TASK DIRECTIONS — Your answer should be the lines below from the one with "impl Descriptor for" to the one with "impl<'a, D: Descriptor> DescriptorArray<'a, D>", both included, given again exactly and with nothing added.

MATERIAL FOR THE TASK —
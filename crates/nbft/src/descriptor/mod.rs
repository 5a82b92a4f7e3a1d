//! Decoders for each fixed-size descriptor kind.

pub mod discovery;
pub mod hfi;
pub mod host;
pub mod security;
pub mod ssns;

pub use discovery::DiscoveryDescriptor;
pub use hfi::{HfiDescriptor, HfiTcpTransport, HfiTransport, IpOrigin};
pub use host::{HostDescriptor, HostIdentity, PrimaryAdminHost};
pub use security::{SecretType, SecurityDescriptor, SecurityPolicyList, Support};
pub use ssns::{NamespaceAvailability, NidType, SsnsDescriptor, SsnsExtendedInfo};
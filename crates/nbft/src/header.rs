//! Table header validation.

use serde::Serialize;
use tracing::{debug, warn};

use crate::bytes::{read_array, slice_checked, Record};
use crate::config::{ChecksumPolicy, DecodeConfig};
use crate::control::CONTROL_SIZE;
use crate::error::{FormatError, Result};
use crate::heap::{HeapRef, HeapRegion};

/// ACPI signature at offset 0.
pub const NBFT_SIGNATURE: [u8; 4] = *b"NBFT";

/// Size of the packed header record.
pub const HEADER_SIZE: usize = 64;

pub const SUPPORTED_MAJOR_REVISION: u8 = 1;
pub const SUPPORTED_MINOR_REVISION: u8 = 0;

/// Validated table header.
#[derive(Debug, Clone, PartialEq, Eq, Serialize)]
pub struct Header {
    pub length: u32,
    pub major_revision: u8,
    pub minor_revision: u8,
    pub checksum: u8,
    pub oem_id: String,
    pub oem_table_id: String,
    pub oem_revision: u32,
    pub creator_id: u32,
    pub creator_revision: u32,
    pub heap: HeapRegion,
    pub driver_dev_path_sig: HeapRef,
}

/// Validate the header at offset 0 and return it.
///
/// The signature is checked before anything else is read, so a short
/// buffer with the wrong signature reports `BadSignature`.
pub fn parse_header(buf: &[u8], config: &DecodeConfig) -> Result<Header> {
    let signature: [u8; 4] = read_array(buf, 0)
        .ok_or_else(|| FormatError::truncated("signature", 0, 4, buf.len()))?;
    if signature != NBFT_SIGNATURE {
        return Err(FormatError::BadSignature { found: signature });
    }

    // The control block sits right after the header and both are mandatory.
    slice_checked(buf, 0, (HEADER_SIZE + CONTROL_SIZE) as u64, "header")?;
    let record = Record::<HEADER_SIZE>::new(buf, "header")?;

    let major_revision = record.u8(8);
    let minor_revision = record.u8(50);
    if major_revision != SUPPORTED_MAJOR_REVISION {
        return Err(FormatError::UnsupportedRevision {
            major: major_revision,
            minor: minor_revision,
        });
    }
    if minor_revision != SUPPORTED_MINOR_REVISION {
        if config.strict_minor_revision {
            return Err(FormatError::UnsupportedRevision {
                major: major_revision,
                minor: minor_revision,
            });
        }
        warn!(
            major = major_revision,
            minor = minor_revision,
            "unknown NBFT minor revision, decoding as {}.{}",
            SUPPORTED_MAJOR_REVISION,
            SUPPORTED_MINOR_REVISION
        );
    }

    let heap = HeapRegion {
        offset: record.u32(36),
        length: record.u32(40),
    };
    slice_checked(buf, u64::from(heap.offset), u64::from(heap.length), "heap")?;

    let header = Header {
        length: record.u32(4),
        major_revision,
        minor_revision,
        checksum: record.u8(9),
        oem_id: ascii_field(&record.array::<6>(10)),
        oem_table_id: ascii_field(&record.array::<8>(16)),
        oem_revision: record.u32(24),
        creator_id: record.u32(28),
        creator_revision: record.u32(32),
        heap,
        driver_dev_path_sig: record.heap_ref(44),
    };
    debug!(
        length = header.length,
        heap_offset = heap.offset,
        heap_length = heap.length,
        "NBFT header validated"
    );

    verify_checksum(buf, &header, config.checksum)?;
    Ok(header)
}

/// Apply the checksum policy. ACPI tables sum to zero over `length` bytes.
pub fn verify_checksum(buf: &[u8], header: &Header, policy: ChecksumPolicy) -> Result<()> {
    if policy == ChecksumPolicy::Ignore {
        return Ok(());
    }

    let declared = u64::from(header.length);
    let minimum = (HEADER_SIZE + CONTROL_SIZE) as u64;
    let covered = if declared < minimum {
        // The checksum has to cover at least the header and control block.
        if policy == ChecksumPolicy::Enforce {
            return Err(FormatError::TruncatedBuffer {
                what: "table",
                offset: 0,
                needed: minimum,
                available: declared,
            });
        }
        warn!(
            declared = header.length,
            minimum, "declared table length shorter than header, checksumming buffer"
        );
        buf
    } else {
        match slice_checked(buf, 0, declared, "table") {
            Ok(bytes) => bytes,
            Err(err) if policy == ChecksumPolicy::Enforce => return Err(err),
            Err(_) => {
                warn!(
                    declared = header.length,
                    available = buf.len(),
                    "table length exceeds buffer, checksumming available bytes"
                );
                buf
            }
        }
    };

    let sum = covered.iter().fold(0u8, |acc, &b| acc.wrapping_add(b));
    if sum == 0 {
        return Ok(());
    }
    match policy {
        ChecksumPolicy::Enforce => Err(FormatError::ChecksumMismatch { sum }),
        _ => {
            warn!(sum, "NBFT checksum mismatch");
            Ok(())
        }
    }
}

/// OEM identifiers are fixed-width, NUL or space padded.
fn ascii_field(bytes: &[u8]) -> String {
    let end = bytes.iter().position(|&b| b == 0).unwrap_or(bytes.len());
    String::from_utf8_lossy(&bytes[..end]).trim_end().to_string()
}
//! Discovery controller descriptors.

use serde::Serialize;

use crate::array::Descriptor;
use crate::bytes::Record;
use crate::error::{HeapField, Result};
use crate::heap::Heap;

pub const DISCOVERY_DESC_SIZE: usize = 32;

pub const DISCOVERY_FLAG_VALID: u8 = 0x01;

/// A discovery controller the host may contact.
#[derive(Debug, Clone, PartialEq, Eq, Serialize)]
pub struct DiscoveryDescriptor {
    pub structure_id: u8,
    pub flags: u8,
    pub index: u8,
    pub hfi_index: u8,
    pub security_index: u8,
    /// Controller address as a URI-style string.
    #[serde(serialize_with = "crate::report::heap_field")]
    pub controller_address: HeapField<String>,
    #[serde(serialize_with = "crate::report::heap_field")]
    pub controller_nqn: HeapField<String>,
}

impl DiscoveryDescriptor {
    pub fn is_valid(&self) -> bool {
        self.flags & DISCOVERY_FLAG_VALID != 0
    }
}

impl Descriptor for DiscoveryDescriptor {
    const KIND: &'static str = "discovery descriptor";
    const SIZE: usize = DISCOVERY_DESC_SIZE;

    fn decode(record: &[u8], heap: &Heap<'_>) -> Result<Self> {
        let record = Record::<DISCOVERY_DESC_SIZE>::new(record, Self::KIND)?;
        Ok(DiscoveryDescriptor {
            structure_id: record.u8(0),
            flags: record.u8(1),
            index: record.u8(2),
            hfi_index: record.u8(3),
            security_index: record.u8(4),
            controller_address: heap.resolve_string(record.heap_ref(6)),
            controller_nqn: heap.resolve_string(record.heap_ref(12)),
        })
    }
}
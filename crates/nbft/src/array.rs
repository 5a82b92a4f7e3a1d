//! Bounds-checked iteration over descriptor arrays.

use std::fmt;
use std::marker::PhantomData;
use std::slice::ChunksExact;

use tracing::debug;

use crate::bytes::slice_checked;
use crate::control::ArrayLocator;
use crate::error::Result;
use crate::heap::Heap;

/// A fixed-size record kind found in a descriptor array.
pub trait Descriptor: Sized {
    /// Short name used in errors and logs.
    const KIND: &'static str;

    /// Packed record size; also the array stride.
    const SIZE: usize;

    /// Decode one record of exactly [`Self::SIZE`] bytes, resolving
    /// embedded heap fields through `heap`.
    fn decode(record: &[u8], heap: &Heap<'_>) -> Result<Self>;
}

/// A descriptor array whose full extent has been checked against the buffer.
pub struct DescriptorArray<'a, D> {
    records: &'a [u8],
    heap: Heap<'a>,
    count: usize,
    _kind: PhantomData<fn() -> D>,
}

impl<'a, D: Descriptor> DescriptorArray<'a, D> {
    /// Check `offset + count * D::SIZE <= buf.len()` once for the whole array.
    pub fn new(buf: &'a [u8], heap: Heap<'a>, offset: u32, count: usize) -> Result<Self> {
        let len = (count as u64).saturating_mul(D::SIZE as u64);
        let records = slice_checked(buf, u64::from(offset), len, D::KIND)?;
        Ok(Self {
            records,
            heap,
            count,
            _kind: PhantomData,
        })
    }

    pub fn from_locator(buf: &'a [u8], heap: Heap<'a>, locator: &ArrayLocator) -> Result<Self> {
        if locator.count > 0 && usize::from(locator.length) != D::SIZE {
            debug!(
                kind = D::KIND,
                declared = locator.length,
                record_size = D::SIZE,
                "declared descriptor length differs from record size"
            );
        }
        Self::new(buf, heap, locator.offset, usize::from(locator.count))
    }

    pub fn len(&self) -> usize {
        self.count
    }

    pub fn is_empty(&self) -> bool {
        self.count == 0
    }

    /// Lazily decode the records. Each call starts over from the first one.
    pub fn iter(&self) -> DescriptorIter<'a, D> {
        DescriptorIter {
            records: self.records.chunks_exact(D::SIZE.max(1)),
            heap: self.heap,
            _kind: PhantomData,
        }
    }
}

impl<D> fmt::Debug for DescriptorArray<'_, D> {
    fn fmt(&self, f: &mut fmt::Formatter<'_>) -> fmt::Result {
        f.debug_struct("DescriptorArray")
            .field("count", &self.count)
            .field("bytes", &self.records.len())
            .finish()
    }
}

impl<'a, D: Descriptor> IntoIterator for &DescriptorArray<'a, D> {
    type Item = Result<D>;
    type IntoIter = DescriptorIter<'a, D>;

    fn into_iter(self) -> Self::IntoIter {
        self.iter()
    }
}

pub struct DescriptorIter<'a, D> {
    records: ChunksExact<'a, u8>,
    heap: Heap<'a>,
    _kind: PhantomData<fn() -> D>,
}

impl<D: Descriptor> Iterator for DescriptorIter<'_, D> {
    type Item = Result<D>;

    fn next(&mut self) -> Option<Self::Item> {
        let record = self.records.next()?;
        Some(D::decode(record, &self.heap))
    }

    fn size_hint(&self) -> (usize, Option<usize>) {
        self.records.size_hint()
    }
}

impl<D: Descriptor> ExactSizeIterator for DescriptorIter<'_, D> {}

SOLUTION TO THIS EXERCISE —
impl Descriptor for DiscoveryDescriptor {
    const KIND: &'static str = "discovery descriptor";
    const SIZE: usize = DISCOVERY_DESC_SIZE;

    fn decode(record: &[u8], heap: &Heap<'_>) -> Result<Self> {
        let record = Record::<DISCOVERY_DESC_SIZE>::new(record, Self::KIND)?;
        Ok(DiscoveryDescriptor {
            structure_id: record.u8(0),
            flags: record.u8(1),
            index: record.u8(2),
            hfi_index: record.u8(3),
            security_index: record.u8(4),
            controller_address: heap.resolve_string(record.heap_ref(6)),
            controller_nqn: heap.resolve_string(record.heap_ref(12)),
        })
    }
}
filename crates/nbft/src/array.rs
repository 5a82b92a4f7e3a1d
//! Bounds-checked iteration over descriptor arrays.

use std::fmt;
use std::marker::PhantomData;
use std::slice::ChunksExact;

use tracing::debug;

use crate::bytes::slice_checked;
use crate::control::ArrayLocator;
use crate::error::Result;
use crate::heap::Heap;

/// A fixed-size record kind found in a descriptor array.
pub trait Descriptor: Sized {
    /// Short name used in errors and logs.
    const KIND: &'static str;

    /// Packed record size; also the array stride.
    const SIZE: usize;

    /// Decode one record of exactly [`Self::SIZE`] bytes, resolving
    /// embedded heap fields through `heap`.
    fn decode(record: &[u8], heap: &Heap<'_>) -> Result<Self>;
}

/// A descriptor array whose full extent has been checked against the buffer.
pub struct DescriptorArray<'a, D> {
    records: &'a [u8],
    heap: Heap<'a>,
    count: usize,
    _kind: PhantomData<fn() -> D>,
}

impl<'a, D: Descriptor> DescriptorArray<'a, D> {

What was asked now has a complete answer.